"I always lived in a kind of state of panic, I had to sleep in garages.
I was completely disoriented.
The worst thing was that no one understood my music."

Charles "Bird" Parker

Release year: 2005 - Fiftieth anniversary of Bird's death
Record label: Blue Note

What happens if a great jazz saxophonist like Stefano di Battista decides to pay tribute to the founder of bebop, as well as the greatest expression of the genre, Charlie Parker? Simply, it results in a record of the highest level, "Parker's Mood", a record that sounds damn "live" and "black", as you would hardly expect from the work of a white musician in a recording room of the Officine Meccaniche in Milan. A work of sweat, bad smells, and cigars lit in the rehearsal room, of green walls and brown instruments. Elegant yet simultaneously "wild", characterized by a sound difficult to evoke in words.

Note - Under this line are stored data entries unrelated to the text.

//! Temporarily discarding everything written to a standard stream.

use std::io;

use crate::{fd, scope::RedirectionScope, StdStream};

/// The lifecycle of a [StreamSuppressor].
#[derive(Debug, Clone, Copy, PartialEq, Eq)]
pub enum SuppressorState {
    /// Suppression wasn't requested, or couldn't be set up. The stream is
    /// untouched and stays that way.
    Inert,

    /// The stream currently points at the discard device.
    Engaged,

    /// The stream was engaged and has since been restored.
    Restored,
}

/// Points a standard stream at the discard device until it is restored or
/// dropped.
///
/// When the stream can't be redirected (a descriptor can't be duplicated or
/// the discard device can't be opened) the suppressor quietly stays
/// [SuppressorState::Inert] and the output remains visible.
#[derive(Debug)]
pub struct StreamSuppressor {
    stream: StdStream,
    scope: Option<RedirectionScope>,
    state: SuppressorState,
}

impl StreamSuppressor {
    /// Suppress `stream` if `suppress` is set, otherwise create a suppressor
    /// that never touches the stream.
    pub fn engage(stream: StdStream, suppress: bool) -> Self {
        if !suppress {
            return Self { stream, scope: None, state: SuppressorState::Inert };
        }

        match Self::discard(stream) {
            Ok(scope) => Self { stream, scope: Some(scope), state: SuppressorState::Engaged },
            Err(error) => {
                log::debug!("leaving `{stream}` visible, couldn't suppress it: {error}");
                Self { stream, scope: None, state: SuppressorState::Inert }
            }
        }
    }

    /// Suppress the diagnostic stream, i.e. `stderr`.
    pub fn stderr(suppress: bool) -> Self {
        Self::engage(StdStream::Stderr, suppress)
    }

    fn discard(stream: StdStream) -> io::Result<RedirectionScope> {
        let scope = RedirectionScope::save(stream)?;
        let discard = fd::open_discard()?;
        scope.redirect_to(&discard)?;

        // `discard` is closed here, the stream descriptor keeps the device open.
        Ok(scope)
    }

    /// Make the stream visible again. This is a no-op unless the suppressor
    /// is currently engaged, so it may be called any number of times.
    pub fn restore(&mut self) {
        if let Some(mut scope) = self.scope.take() {
            scope.restore();
            self.state = SuppressorState::Restored;
        }
    }

    pub fn stream(&self) -> StdStream {
        self.stream
    }

    pub fn state(&self) -> SuppressorState {
        self.state
    }

    pub fn is_engaged(&self) -> bool {
        self.state == SuppressorState::Engaged
    }
}

impl Drop for StreamSuppressor {
    fn drop(&mut self) {
        self.restore();
    }
}
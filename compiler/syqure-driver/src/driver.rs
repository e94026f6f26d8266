//! The orchestrator that walks a [CompilerSession] through a build, hiding
//! its diagnostics when asked to and capturing what the compiled program
//! writes.
use std::{
    iter,
    ops::{Deref, DerefMut},
    path::Path,
};

use log::Level;
use syqure_pipeline::{
    interface::{CompilerSession, LinkOptions, Toolchain, ToolchainResult},
    result::BuildResult,
    settings::CompilerSettings,
};
use syqure_stdio::{CapturedOutput, OutputCapture, StreamSuppressor};
use syqure_utils::timing::{timed, PhaseTimings};

/// The syqure driver. A [Driver] owns a [Toolchain] and creates one compiler
/// session per request from it.
///
/// While a request is in flight the process's standard streams may be
/// redirected, so the driver only records phase timings and defers all
/// logging until the streams are back in place.
pub struct Driver<T: Toolchain> {
    /// The toolchain that builds are delegated to.
    toolchain: T,

    /// Whether the output of programs executed by [Driver::run] is captured.
    capture: bool,

    /// Whether captures read their pipes without blocking.
    nonblocking_reads: bool,

    /// How long each phase of the last request took.
    timings: PhaseTimings,
}

impl<T: Toolchain> Deref for Driver<T> {
    type Target = T;

    fn deref(&self) -> &Self::Target {
        &self.toolchain
    }
}

impl<T: Toolchain> DerefMut for Driver<T> {
    fn deref_mut(&mut self) -> &mut Self::Target {
        &mut self.toolchain
    }
}

impl<T: Toolchain> Driver<T> {
    pub fn new(toolchain: T) -> Self {
        Self { toolchain, capture: true, nonblocking_reads: false, timings: PhaseTimings::new() }
    }

    /// Disable capturing to let programs write straight to the process's
    /// streams.
    pub fn with_capture(mut self, capture: bool) -> Self {
        self.capture = capture;
        self
    }

    /// Make the capture readers poll their pipes rather than block on them.
    pub fn with_nonblocking_reads(mut self, nonblocking: bool) -> Self {
        self.nonblocking_reads = nonblocking;
        self
    }

    /// The phase timings of the last request. Only recorded when `debug`
    /// logging is enabled.
    pub fn timings(&self) -> &PhaseTimings {
        &self.timings
    }

    /// Compile the input of `settings` and run it with `program_args`.
    ///
    /// The program is invoked with the input path as its first argument.
    /// Its output is captured and returned in the [BuildResult], including
    /// when it fails.
    pub fn run(&mut self, settings: &CompilerSettings, program_args: &[String]) -> BuildResult {
        self.timings = PhaseTimings::new();

        let mut suppressor = StreamSuppressor::stderr(settings.quiet);
        let mut session = self.toolchain.create_session(settings);

        let prepared = self.prepare(&mut session, settings);
        suppressor.restore();

        if let Err(error) = prepared {
            self.report_timings();
            return BuildResult::failure(error.message());
        }

        let args: Vec<String> = iter::once(settings.input.to_string_lossy().into_owned())
            .chain(program_args.iter().cloned())
            .collect();

        let mut capture = OutputCapture::new().with_nonblocking_reads(self.nonblocking_reads);
        let capturing = self.capture && self.start_capture(&mut capture);

        let timings = &mut self.timings;
        let ran = timed(
            || session.run(&args, &settings.libs),
            Level::Debug,
            |elapsed| timings.record("run", elapsed),
        );

        let output = if capturing { capture.into_output() } else { CapturedOutput::default() };
        self.report_timings();

        match ran {
            Ok(()) => BuildResult::ran(output),
            Err(error) => BuildResult::failure(error.message()).with_output(output),
        }
    }

    /// Compile the input of `settings` and write it out to `output` as an
    /// executable, or a shared library if the settings ask for one.
    pub fn build_exe(&mut self, settings: &CompilerSettings, output: &Path) -> BuildResult {
        self.timings = PhaseTimings::new();

        let mut suppressor = StreamSuppressor::stderr(settings.quiet);
        let mut session = self.toolchain.create_session(settings);

        let built = self.prepare(&mut session, settings).and_then(|()| {
            let timings = &mut self.timings;
            timed(
                || session.write_executable(output, LinkOptions::from_settings(settings)),
                Level::Debug,
                |elapsed| timings.record("link", elapsed),
            )
        });

        suppressor.restore();
        self.report_timings();

        match built {
            Ok(()) => BuildResult::built(output.to_path_buf()),
            Err(error) => BuildResult::failure(error.message()),
        }
    }

    /// Load the plugins, then parse and compile the input.
    fn prepare(
        &mut self,
        session: &mut T::Session,
        settings: &CompilerSettings,
    ) -> ToolchainResult<()> {
        let timings = &mut self.timings;

        timed(
            || settings.plugins.iter().try_for_each(|plugin| session.load_plugin(plugin)),
            Level::Debug,
            |elapsed| timings.record("plugins", elapsed),
        )?;
        timed(
            || session.parse_file(settings.input()),
            Level::Debug,
            |elapsed| timings.record("parse", elapsed),
        )?;
        timed(|| session.compile(), Level::Debug, |elapsed| timings.record("compile", elapsed))
    }

    /// Start capturing, or carry on without when the pipes can't be set up.
    /// A failed start leaves the streams untouched so it's safe to log here.
    fn start_capture(&self, capture: &mut OutputCapture) -> bool {
        match capture.start() {
            Ok(()) => true,
            Err(error) => {
                log::debug!("running without capturing output: {error}");
                false
            }
        }
    }

    fn report_timings(&self) {
        if log::log_enabled!(Level::Debug) {
            self.timings.report();
        }
    }
}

This is not a record of simple revisitations or reinterpretations of the tracks, rather it is a form of impromptu, yet impossible live jam session between the band put together by Di Battista, which includes names of absolute prestige such as Herlin Riley, Kevin Barron (who in the past has already collaborated with sacred monsters like Stan Getz and Dizzy Gillespie), Rosario Bonaccorso, and Flavio Boltro (in yet another collaboration), and Parker himself. It's an ongoing dialogue of notes, a lively exchange of opinions between distant extensions, improvisations dictated by genius. It's unstable, beautiful, tense, and vibrant. It seems to have no continuity, modal. It's jazz. Blues.

Everything smells.
Sometimes of dirt.
It's annoyingly pleasant. 

A difficult bet, that of Stefano di Battista. To navigate through some of the notes of Parker's immense natural talent, in improvisation without rules, sometimes very fast sometimes still, a sound that burns the skin, is a fascinating but risky challenge, too much to be faced without that demon that burns inside you and dictates the times without the expected, studied schemes. In "Night in Tunisia" there is all of this. In "Confirmation", the crazy dialogues between trumpet and sax. "Embraceable You" is the truce of madness.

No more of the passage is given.